Stashed behind her depression, however, she found guilt at her failure to meet a collective ideal. The guilt implied that she was bad, that her worth was diminished, and that is depressing if we cannot get it into proper focus. Many women, who cannot or do not have children, are assaulted by this ideal. The failure to achieve it undermines their sense of self-worth, despite the fact that they may have achieved far more than women with many children. This ideal can be of such importance in a woman’s unconscious (until psychological work brings it to awareness) that the measure of her worth, no matter how much she attains in other venues of life, is trumped by her failure to marry and have children. For many women this ideal becomes the sine qua non of happiness and fulfillment.

In some ways this ideal results in an odd sense of values. This happens to be an ideal that the vast majority of women actually attain, no matter what their physical appearance, social standing, or intelligence. Human worth is measured by a standard that almost all humans and animals meet without any special training. Earning a Ph.D. would seem to distinguish a human more from animals than having children, but nevertheless, this failure to meet the ideal causes most women to feel unsuccessful, at least to some degree. Some women do accomplish it all—a truly amazing feat of drive and strength.

Interestingly, however, married women with children seem to need antidepressants about as much as single women without children. This suggests that the hope for happiness and fulfillment that the ideal holds remains more of a hope than a reality. The truth is that the duality of life doubles everything and makes all achievements a mixed blessing, whether it is children or career or both.

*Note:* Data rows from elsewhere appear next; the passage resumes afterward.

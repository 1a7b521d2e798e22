//! Integration tests exercising the control API end to end

use std::net::SocketAddr;
use std::sync::Arc;
use std::time::Duration;

use agentgate::api::ApiServer;
use agentgate::backend::Backend;
use agentgate::client::{ClientError, DispatcherClient};
use agentgate::config::ForkConfig;
use agentgate::fork::ForkBackend;
use agentgate::provider::{AgentState, Provider};
use agentgate::registry::InstanceRegistry;
use tempfile::TempDir;
use tokio::net::TcpStream;
use tokio::sync::watch;

fn sleep_backend() -> Backend {
    Backend::Fork(ForkBackend::new(ForkConfig {
        command: "sleep".to_string(),
        args: vec!["60".to_string()],
        setup_command: None,
        setup_args: Vec::new(),
        shutdown_grace_period_secs: 1,
    }))
}

/// Wait for a port to accept connections
async fn wait_for_port(port: u16, timeout: Duration) -> bool {
    let start = std::time::Instant::now();
    while start.elapsed() < timeout {
        if TcpStream::connect(format!("127.0.0.1:{}", port))
            .await
            .is_ok()
        {
            return true;
        }
        tokio::time::sleep(Duration::from_millis(50)).await;
    }
    false
}

struct TestDispatcher {
    _root: TempDir,
    provider: Arc<Provider>,
    client: DispatcherClient,
    shutdown_tx: watch::Sender<bool>,
}

impl TestDispatcher {
    /// Bring up a provider plus control API on a dedicated port
    async fn start(api_port: u16, initialize: bool) -> Self {
        let root = TempDir::new().unwrap();
        let registry = InstanceRegistry::open(root.path()).unwrap();
        let provider = Arc::new(Provider::new(registry, sleep_backend()));
        if initialize {
            provider.initialize().await.unwrap();
        }

        let (shutdown_tx, shutdown_rx) = watch::channel(false);
        let addr: SocketAddr = format!("127.0.0.1:{}", api_port).parse().unwrap();
        let server = ApiServer::new(addr, Arc::clone(&provider), shutdown_rx);
        tokio::spawn(async move {
            let _ = server.run().await;
        });
        assert!(wait_for_port(api_port, Duration::from_secs(5)).await);

        Self {
            _root: root,
            provider,
            client: DispatcherClient::new(format!("http://127.0.0.1:{}", api_port)),
            shutdown_tx,
        }
    }

    async fn shutdown(self) {
        self.provider.stop_all().await;
        let _ = self.shutdown_tx.send(true);
    }
}

#[tokio::test]
async fn test_full_agent_lifecycle() {
    let dispatcher = TestDispatcher::start(46031, true).await;
    let client = &dispatcher.client;

    assert!(client.list().await.unwrap().is_empty());
    assert!(!client.agent_exists("alice").await.unwrap());

    client.add("alice", "secret").await.unwrap();
    assert!(client.agent_exists("alice").await.unwrap());

    let agents = client.list().await.unwrap();
    assert_eq!(agents.len(), 1);
    assert_eq!(agents[0].name, "alice");
    assert_eq!(agents[0].state, AgentState::Stopped);
    assert!(agents[0].uri.is_none());

    client.start("alice").await.unwrap();
    let info = client.agent("alice").await.unwrap();
    assert_eq!(info.state, AgentState::Running);
    assert_eq!(info.uri.as_deref(), Some("http://127.0.0.1:5000"));
    assert_eq!(client.runtime("alice").await.unwrap().port, 5000);

    client.stop("alice").await.unwrap();
    let info = client.agent("alice").await.unwrap();
    assert_eq!(info.state, AgentState::Stopped);

    dispatcher.shutdown().await;
}

#[tokio::test]
async fn test_everything_answers_503_while_initializing() {
    let dispatcher = TestDispatcher::start(46032, false).await;
    let client = &dispatcher.client;

    assert!(matches!(
        client.list().await.unwrap_err(),
        ClientError::NotAvailable
    ));
    assert!(matches!(
        client.add("alice", "secret").await.unwrap_err(),
        ClientError::NotAvailable
    ));
    assert!(matches!(
        client.start("alice").await.unwrap_err(),
        ClientError::NotAvailable
    ));

    // Once initialization completes, the same requests go through
    dispatcher.provider.initialize().await.unwrap();
    client.add("alice", "secret").await.unwrap();
    assert!(client.agent_exists("alice").await.unwrap());

    dispatcher.shutdown().await;
}

#[tokio::test]
async fn test_state_conflicts_are_conflicts() {
    let dispatcher = TestDispatcher::start(46033, true).await;
    let client = &dispatcher.client;

    client.add("alice", "secret").await.unwrap();

    // Stopping a stopped agent
    match client.stop("alice").await.unwrap_err() {
        ClientError::Conflict(code) => assert_eq!(code, "NOT_RUNNING"),
        other => panic!("unexpected error: {:?}", other),
    }

    client.start("alice").await.unwrap();

    // Starting a running agent
    match client.start("alice").await.unwrap_err() {
        ClientError::Conflict(code) => assert_eq!(code, "ALREADY_RUNNING"),
        other => panic!("unexpected error: {:?}", other),
    }

    // Adding a duplicate
    match client.add("alice", "other").await.unwrap_err() {
        ClientError::Conflict(code) => assert_eq!(code, "ALREADY_EXISTS"),
        other => panic!("unexpected error: {:?}", other),
    }

    dispatcher.shutdown().await;
}

#[tokio::test]
async fn test_unknown_agents_are_not_found() {
    let dispatcher = TestDispatcher::start(46034, true).await;
    let client = &dispatcher.client;

    assert!(matches!(
        client.agent("ghost").await.unwrap_err(),
        ClientError::NotFound
    ));
    assert!(matches!(
        client.runtime("ghost").await.unwrap_err(),
        ClientError::NotFound
    ));
    assert!(matches!(
        client.start("ghost").await.unwrap_err(),
        ClientError::NotFound
    ));
    assert!(matches!(
        client.authenticate("ghost", "pw").await.unwrap_err(),
        ClientError::NotFound
    ));

    dispatcher.shutdown().await;
}

#[tokio::test]
async fn test_authentication_over_the_wire() {
    let dispatcher = TestDispatcher::start(46035, true).await;
    let client = &dispatcher.client;

    client.add("alice", "secret").await.unwrap();

    assert!(client.authenticate("alice", "secret").await.unwrap());
    assert!(!client.authenticate("alice", "wrong").await.unwrap());

    dispatcher.shutdown().await;
}

#[tokio::test]
async fn test_memory_usage_report() {
    let dispatcher = TestDispatcher::start(46036, true).await;
    let client = &dispatcher.client;

    let report = client.memory_usage().await.unwrap();
    assert_eq!(report.total_usage, 0);
    assert!(report.agents.is_empty());

    client.add("alice", "secret").await.unwrap();
    client.start("alice").await.unwrap();

    let report = client.memory_usage().await.unwrap();
    assert_eq!(report.agents.len(), 1);
    assert_eq!(report.agents[0].name, "alice");
    assert!(report.total_usage > 0);
    assert_eq!(report.average_usage, report.total_usage);

    dispatcher.shutdown().await;
}

#[tokio::test]
async fn test_runtime_of_stopped_agent_is_a_conflict() {
    let dispatcher = TestDispatcher::start(46037, true).await;
    let client = &dispatcher.client;

    client.add("alice", "secret").await.unwrap();

    match client.runtime("alice").await.unwrap_err() {
        ClientError::Conflict(code) => assert_eq!(code, "NOT_RUNNING"),
        other => panic!("unexpected error: {:?}", other),
    }

    dispatcher.shutdown().await;
}

#[tokio::test]
async fn test_ports_are_reused_lowest_first() {
    let dispatcher = TestDispatcher::start(46038, true).await;
    let client = &dispatcher.client;

    client.add("alice", "secret").await.unwrap();
    client.add("bob", "secret").await.unwrap();

    client.start("alice").await.unwrap();
    client.start("bob").await.unwrap();
    assert_eq!(client.runtime("alice").await.unwrap().port, 5000);
    assert_eq!(client.runtime("bob").await.unwrap().port, 5001);

    client.stop("alice").await.unwrap();
    client.start("alice").await.unwrap();
    assert_eq!(client.runtime("alice").await.unwrap().port, 5000);

    dispatcher.shutdown().await;
}

#[tokio::test]
async fn test_remove_and_reset_data_refuse_running_agents() {
    let dispatcher = TestDispatcher::start(46039, true).await;
    let client = &dispatcher.client;

    client.add("alice", "secret").await.unwrap();
    client.start("alice").await.unwrap();

    // Both are rejected while the agent runs
    assert!(matches!(
        dispatcher.provider.remove("alice").unwrap_err(),
        agentgate::error::ProviderError::AlreadyRunning(_)
    ));
    assert!(matches!(
        dispatcher.provider.reset_data("alice").unwrap_err(),
        agentgate::error::ProviderError::AlreadyRunning(_)
    ));

    client.stop("alice").await.unwrap();
    dispatcher.provider.reset_data("alice").unwrap();
    dispatcher.provider.remove("alice").unwrap();
    assert!(!client.agent_exists("alice").await.unwrap());

    dispatcher.shutdown().await;
}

Returning specifically to the ideal of having children, ultimately, women, married or single, must let themselves off the hook. A completely impersonal, powerful instinctive force of nature that supports survival of the species wires them all. Nature puts the urge there and is indifferent about a woman’s happiness or unhappiness while serving the instinct. The instinct serves continuation of the species. The problem arises when its expression becomes an ideal and the main measure of our worth. This is a much too limited view of what comprises our worth. Men, too, can feel unfulfilled at the failure to serve this instinct.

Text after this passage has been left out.